I just wrote this snippet:
#include <iostream>
#include <netdb.h>
#include <arpa/inet.h>
int main(void)
{
sockaddr_in self;
hostent *he;
char local[HOST_NAME_MAX];
gethostname(local, sizeof(local));
he = gethostbyname(local);
if (he)
{
std::cout << "Addresses: " << std::endl;
unsigned int i = 0;
while(he->h_addr_list[i] != NULL)
{
std::cout << "\t" << i << " --> ";
memcpy(&self.sin_addr, he->h_addr_list[i], he->h_length);
std::cout << self.sin_addr.s_addr;
std::cout << " ( " << inet_ntoa( *( struct in_addr*)( he-> h_addr_list[i])) << " )" << std::endl;
i++;
}
}
else
std::cout << "gethostname failed" << std::endl;
}
When I run it on an example host I get something like this (i made up these addresses here though):
Addresses: 0 --> 1307150150 ( 10.23.215.61 )
whereas if I run ifconfig
I get much more outuput, and in particular the above address corresponds to only the first displayed interface from ifconfig
when there are at least two more before the eth0
ones. How come? I would have expected this to run through all of the possible network addresses in this host...

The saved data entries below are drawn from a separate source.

use std::time::{Duration, Instant};

use crate::arbiter::slideshow_arbiter::{Flow, Ingest, SlideshowArbiter};
use crate::capture::domain::camera_source::CameraSource;
use crate::classification::domain::detection_result::DetectionResult;
use crate::classification::domain::frame_classifier::{Classification, FrameClassifier};
use crate::pipeline::session_logger::SessionLogger;
use crate::presentation::domain::command_source::CommandSource;
use crate::presentation::domain::frame_presenter::FramePresenter;
use crate::presentation::domain::overlay::Overlay;
use crate::shared::frame::Frame;
use crate::shared::group::GroupCatalog;

/// Why a session ended.
#[derive(Clone, Debug, PartialEq)]
pub enum SessionEnd {
    Quit,
    /// The camera failed or ran dry. Holds the error text.
    CameraFailed(String),
}

#[derive(Clone, Debug, PartialEq)]
pub struct SessionReport {
    pub end: SessionEnd,
    pub frames: usize,
    pub classified: usize,
    pub switches: usize,
    /// False if the last slideshow outlived the stop timeout.
    pub slideshow_stopped: bool,
}

/// The capture → classify → arbitrate → present loop.
///
/// Runs on the calling thread until a quit command or a camera failure.
/// Commands are polled before every capture. While paused, frames are still
/// captured and presented but not classified. Only fresh classifications
/// reach the arbiter. On every exit path the slideshow is stopped with a
/// bounded wait and the camera and presenter are released.
pub struct LiveSessionUseCase {
    camera: Box<dyn CameraSource>,
    classifier: Box<dyn FrameClassifier>,
    arbiter: SlideshowArbiter,
    presenter: Box<dyn FramePresenter>,
    commands: Box<dyn CommandSource>,
    logger: Box<dyn SessionLogger>,
    catalog: GroupCatalog,
    stop_timeout: Duration,
    frames: usize,
    classified: usize,
}

impl LiveSessionUseCase {
    #[allow(clippy::too_many_arguments)]
    pub fn new(
        camera: Box<dyn CameraSource>,
        classifier: Box<dyn FrameClassifier>,
        arbiter: SlideshowArbiter,
        presenter: Box<dyn FramePresenter>,
        commands: Box<dyn CommandSource>,
        logger: Box<dyn SessionLogger>,
        catalog: GroupCatalog,
        stop_timeout: Duration,
    ) -> Self {
        Self {
            camera,
            classifier,
            arbiter,
            presenter,
            commands,
            logger,
            catalog,
            stop_timeout,
            frames: 0,
            classified: 0,
        }
    }

    pub fn execute(&mut self) -> Result<SessionReport, Box<dyn std::error::Error>> {
        self.logger.info("===== STUDENT RECOGNITION SYSTEM =====");
        let outcome = self.run();

        let slideshow_stopped = self.arbiter.shutdown(self.stop_timeout);
        self.camera.close();
        self.presenter.close();
        self.logger.summary();

        let end = outcome?;
        Ok(SessionReport {
            end,
            frames: self.frames,
            classified: self.classified,
            switches: self.arbiter.switches(),
            slideshow_stopped,
        })
    }

    fn run(&mut self) -> Result<SessionEnd, Box<dyn std::error::Error>> {
        loop {
            while let Some(command) = self.commands.poll() {
                log::debug!("Command: {command}");
                if self.arbiter.handle(command) == Flow::Quit {
                    return Ok(SessionEnd::Quit);
                }
            }

            let t0 = Instant::now();
            let frame = match self.camera.read() {
                Ok(frame) => frame,
                Err(e) => {
                    log::error!("Failed to grab frame: {e}");
                    return Ok(SessionEnd::CameraFailed(e.to_string()));
                }
            };
            self.frames += 1;
            self.logger.timing("capture", elapsed_ms(t0));

            let classification = if self.arbiter.is_paused() {
                None
            } else {
                self.classify(&frame)
            };
            let fresh = classification.as_ref().is_some_and(Classification::is_fresh);
            self.logger.frame(frame.index(), fresh);

            if let Some(Classification::Fresh(result)) = &classification {
                self.classified += 1;
                self.logger.metric("faces", result.detections().len() as f64);
                if let Ingest::Switched { from, to } = self.arbiter.ingest(result.majority())? {
                    self.logger.switched(from.as_ref(), &to);
                }
            }

            let result = classification
                .map(Classification::into_result)
                .unwrap_or_else(|| DetectionResult::empty(&self.catalog, frame.index()));
            let overlay = Overlay::build(&result, self.arbiter.showing(), self.arbiter.is_paused());

            let t0 = Instant::now();
            self.presenter.present(&frame, &overlay)?;
            self.logger.timing("present", elapsed_ms(t0));
        }
    }

    /// Classification failures skip the frame.
    fn classify(&mut self, frame: &Frame) -> Option<Classification> {
        let t0 = Instant::now();
        match self.classifier.classify(frame) {
            Ok(classification) => {
                if classification.is_fresh() {
                    self.logger.timing("classify", elapsed_ms(t0));
                }
                Some(classification)
            }
            Err(e) => {
                log::warn!("Classification failed on frame {}: {e}", frame.index());
                None
            }
        }
    }

    pub fn arbiter(&self) -> &SlideshowArbiter {
        &self.arbiter
    }
}

fn elapsed_ms(since: Instant) -> f64 {
    since.elapsed().as_secs_f64() * 1000.0
}

#[cfg(test)]
mod tests {
    use super::*;
    use crate::arbiter::command::Command;
    use crate::arbiter::slideshow_arbiter::ArbiterConfig;
    use crate::assets::domain::image_catalog::ImageCatalog;
    use crate::capture::domain::capture_error::CaptureError;
    use crate::classification::infrastructure::skip_frame_classifier::SkipFrameClassifier;
    use crate::pipeline::session_logger::NullSessionLogger;
    use crate::shared::group::Group;
    use crate::slideshow::slideshow_task::tests::{fast_timing, Behavior, FakeLoader, RecordingPresenter};
    use crate::classification::domain::detection_result::Detection;
    use crate::shared::bounding_box::BoundingBox;
    use std::collections::VecDeque;
    use std::path::PathBuf;
    use std::sync::atomic::{AtomicBool, AtomicUsize, Ordering};
    use std::sync::{Arc, Mutex};

    struct ScriptedCamera {
        remaining: usize,
        reads: Arc<AtomicUsize>,
        closed: Arc<AtomicBool>,
    }

    impl CameraSource for ScriptedCamera {
        fn read(&mut self) -> Result<Frame, CaptureError> {
            if self.remaining == 0 {
                return Err(CaptureError::EndOfStream);
            }
            self.remaining -= 1;
            let index = self.reads.fetch_add(1, Ordering::SeqCst);
            Ok(Frame::new(vec![0; 4 * 4 * 3], 4, 4, index))
        }

        fn close(&mut self) {
            self.closed.store(true, Ordering::SeqCst);
        }
    }

    /// Every frame holds one face of `group`; frames listed in `fail_on` error.
    struct FixedClassifier {
        catalog: GroupCatalog,
        group: Option<Group>,
        calls: Arc<AtomicUsize>,
        fail_on: Vec<usize>,
    }

    impl FrameClassifier for FixedClassifier {
        fn classify(&mut self, frame: &Frame) -> Result<Classification, Box<dyn std::error::Error>> {
            self.calls.fetch_add(1, Ordering::SeqCst);
            if self.fail_on.contains(&frame.index()) {
                return Err("inference failed".into());
            }
            let detections = vec![Detection {
                bbox: BoundingBox::new(0, 2, 2, 0),
                group: self.group.clone(),
                confidence: 80.0,
            }];
            Ok(Classification::Fresh(DetectionResult::new(&self.catalog, frame.index(), detections)))
        }
    }

    /// Releases each command once the camera has delivered `after` frames.
    struct ScheduledCommands {
        schedule: VecDeque<(usize, Command)>,
        reads: Arc<AtomicUsize>,
    }

    impl CommandSource for ScheduledCommands {
        fn poll(&mut self) -> Option<Command> {
            let (after, _) = self.schedule.front()?;
            if self.reads.load(Ordering::SeqCst) >= *after {
                self.schedule.pop_front().map(|(_, c)| c)
            } else {
                None
            }
        }
    }

    #[derive(Default)]
    struct RecordingFramePresenter {
        overlays: Arc<Mutex<Vec<Overlay>>>,
        closed: Arc<AtomicBool>,
    }

    impl FramePresenter for RecordingFramePresenter {
        fn present(&mut self, _frame: &Frame, overlay: &Overlay) -> Result<(), Box<dyn std::error::Error>> {
            self.overlays.lock().unwrap().push(overlay.clone());
            Ok(())
        }

        fn close(&mut self) {
            self.closed.store(true, Ordering::SeqCst);
        }
    }

    struct Harness {
        session: LiveSessionUseCase,
        classifier_calls: Arc<AtomicUsize>,
        camera_closed: Arc<AtomicBool>,
        presenter_closed: Arc<AtomicBool>,
        overlays: Arc<Mutex<Vec<Overlay>>>,
        slides: Arc<RecordingPresenter>,
    }

    struct Setup {
        frames: usize,
        group: Option<&'static str>,
        commands: Vec<(usize, Command)>,
        skip_interval: usize,
        fail_on: Vec<usize>,
    }

    impl Default for Setup {
        fn default() -> Self {
            Self {
                frames: 12,
                group: Some("science"),
                commands: Vec::new(),
                skip_interval: 1,
                fail_on: Vec::new(),
            }
        }
    }

    fn harness(setup: Setup) -> Harness {
        let catalog = GroupCatalog::default();
        let reads = Arc::new(AtomicUsize::new(0));
        let camera_closed = Arc::new(AtomicBool::new(false));
        let classifier_calls = Arc::new(AtomicUsize::new(0));

        let camera = ScriptedCamera {
            remaining: setup.frames,
            reads: Arc::clone(&reads),
            closed: Arc::clone(&camera_closed),
        };
        let inner = FixedClassifier {
            catalog: catalog.clone(),
            group: setup.group.and_then(|n| catalog.get(n)).cloned(),
            calls: Arc::clone(&classifier_calls),
            fail_on: setup.fail_on,
        };
        let classifier = SkipFrameClassifier::new(Box::new(inner), setup.skip_interval).unwrap();

        let mut images = ImageCatalog::new(catalog.clone());
        for group in &catalog {
            images.set(group, vec![PathBuf::from(format!("{}.png", group.name()))]);
        }
        let slides = RecordingPresenter::new(Behavior::Record);
        let config = ArbiterConfig {
            stop_timeout: Duration::from_secs(2),
            timing: fast_timing(),
            ..ArbiterConfig::default()
        };
        let arbiter = SlideshowArbiter::new(Arc::new(images), Arc::new(FakeLoader), slides.clone(), config);

        let presenter = RecordingFramePresenter::default();
        let overlays = Arc::clone(&presenter.overlays);
        let presenter_closed = Arc::clone(&presenter.closed);
        let commands = ScheduledCommands {
            schedule: setup.commands.into_iter().collect(),
            reads,
        };

        let session = LiveSessionUseCase::new(
            Box::new(camera),
            Box::new(classifier),
            arbiter,
            Box::new(presenter),
            Box::new(commands),
            Box::new(NullSessionLogger),
            catalog,
            Duration::from_secs(2),
        );
        Harness {
            session,
            classifier_calls,
            camera_closed,
            presenter_closed,
            overlays,
            slides,
        }
    }

    #[test]
    fn test_camera_end_shuts_down_cleanly() {
        let mut h = harness(Setup::default());
        let report = h.session.execute().unwrap();

        assert_eq!(report.end, SessionEnd::CameraFailed("camera stream ended".into()));
        assert_eq!(report.frames, 12);
        assert_eq!(report.classified, 12);
        assert_eq!(report.switches, 1);
        assert!(report.slideshow_stopped);
        assert!(!h.session.arbiter().is_running());
        assert!(h.camera_closed.load(Ordering::SeqCst));
        assert!(h.presenter_closed.load(Ordering::SeqCst));
        assert_eq!(*h.slides.closed.lock().unwrap(), vec!["science".to_string()]);
    }

    #[test]
    fn test_overlay_shows_slideshow_after_switch() {
        let mut h = harness(Setup::default());
        h.session.execute().unwrap();

        let overlays = h.overlays.lock().unwrap();
        assert_eq!(overlays.len(), 12);
        assert!(overlays[..9].iter().all(|o| o.banner.is_none()));
        assert_eq!(overlays[9].banner.as_ref().unwrap().text, "SLIDESHOW: SCIENCE");
        assert_eq!(overlays[0].faces[0].label, "Science 80%");
    }

    #[test]
    fn test_quit_command_ends_session() {
        let mut h = harness(Setup {
            frames: 100,
            commands: vec![(3, Command::Quit)],
            ..Setup::default()
        });
        let report = h.session.execute().unwrap();

        assert_eq!(report.end, SessionEnd::Quit);
        assert_eq!(report.frames, 3);
        assert!(h.camera_closed.load(Ordering::SeqCst));
    }

    #[test]
    fn test_paused_frames_are_not_classified() {
        let mut h = harness(Setup {
            frames: 20,
            commands: vec![(0, Command::TogglePause)],
            ..Setup::default()
        });
        let report = h.session.execute().unwrap();

        assert_eq!(h.classifier_calls.load(Ordering::SeqCst), 0);
        assert_eq!(report.classified, 0);
        assert_eq!(report.switches, 0);
        let overlays = h.overlays.lock().unwrap();
        assert_eq!(overlays.len(), 20);
        assert!(overlays.iter().all(|o| o.paused));
    }

    #[test]
    fn test_reused_results_do_not_vote() {
        let mut h = harness(Setup {
            frames: 27,
            skip_interval: 3,
            ..Setup::default()
        });
        let report = h.session.execute().unwrap();
        assert_eq!(report.classified, 9);
        assert_eq!(report.switches, 0);

        let mut h = harness(Setup {
            frames: 28,
            skip_interval: 3,
            ..Setup::default()
        });
        let report = h.session.execute().unwrap();
        assert_eq!(report.classified, 10);
        assert_eq!(report.switches, 1);
    }

    #[test]
    fn test_classification_errors_skip_frame() {
        let mut h = harness(Setup {
            frames: 12,
            fail_on: vec![4, 7],
            ..Setup::default()
        });
        let report = h.session.execute().unwrap();

        assert_eq!(report.frames, 12);
        assert_eq!(report.classified, 10);
        assert_eq!(report.switches, 1);
    }

    #[test]
    fn test_faces_without_group_never_switch() {
        let mut h = harness(Setup {
            frames: 30,
            group: None,
            ..Setup::default()
        });
        let report = h.session.execute().unwrap();
        assert_eq!(report.switches, 0);
        assert!(h.slides.captions.lock().unwrap().is_empty());
    }
}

After the answer below, I did the following (using getaddrinfo):
int main(void)
{
struct addrinfo *result;
struct addrinfo *res;
int error;
char local[HOST_NAME_MAX];
gethostname(local, sizeof(local));
error = getaddrinfo(local, NULL, NULL, &result);
if (error != 0)
{
fprintf(stderr, "error in getaddrinfo: %s\n", gai_strerror(error));
return 1;
}
for (res = result; res != NULL; res = res->ai_next)
{
struct in_addr addr;
addr.s_addr = ((struct sockaddr_in *)(res->ai_addr))->sin_addr.s_addr;
std::cout << addr.s_addr
<< " ("
<< inet_ntoa(addr)
<< " )"
<< std::endl;
}
freeaddrinfo(result);
}
I now get the same output as before..except repeated the "correct" number of times. (i.e. from ifconfig I see three interfaces from which I could presumably send from in multicast and I get the inet address of the first one repeated thrice as output of above.